In the Sample construction step of the text extraction model creation wizard, select
    the data to use to train the model and the data to use to test the model's accuracy. In the
    Model creation step, build the model.
     During the training process of a text extraction model, the Conditional Random Fields
      (CRF) algorithm is applied on the training data and the model learns to predict labels. The
      data that you designate for testing is not used to train the model.
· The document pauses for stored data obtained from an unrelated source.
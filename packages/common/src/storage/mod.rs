mod error;
mod hash;
mod key;
mod traits;

pub mod filesystem;

pub use error::StorageError;
pub use hash::ContentHash;
pub use key::FileKey;
pub use traits::{BoxReader, FileStore, StoredFile};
Instead, Pega Platform uses this data to compare whether the labels that you defined (for
      example, Person, Location, and so on) match the
      labels that the model predicted. 
    - 
        
          If you want to keep the split between the training and testing data as defined
                    in the file that you uploaded, in the
          Construct training and test
                        sets using
          field, select
          User-defined sampling based
                        on "Type" column.
        
      
- 
        If you want to ignore the split that is defined in the file and customize that
                    split according to your business needs, perform the following actions:
        
          - 
             Select Uniform sampling. 
          
- 
            
              In the
              Training set
              field, specify the
                            percentage of records that is randomly assigned to the training
                            sample.
            
          
 
- 
        
          Click
          Next.
        
      
- 
         In the Model creation step, make sure that the Conditional Random
            Fields check box is selected. 
      
- 
        
          Click
          Next.
        
        The model training and testing process starts.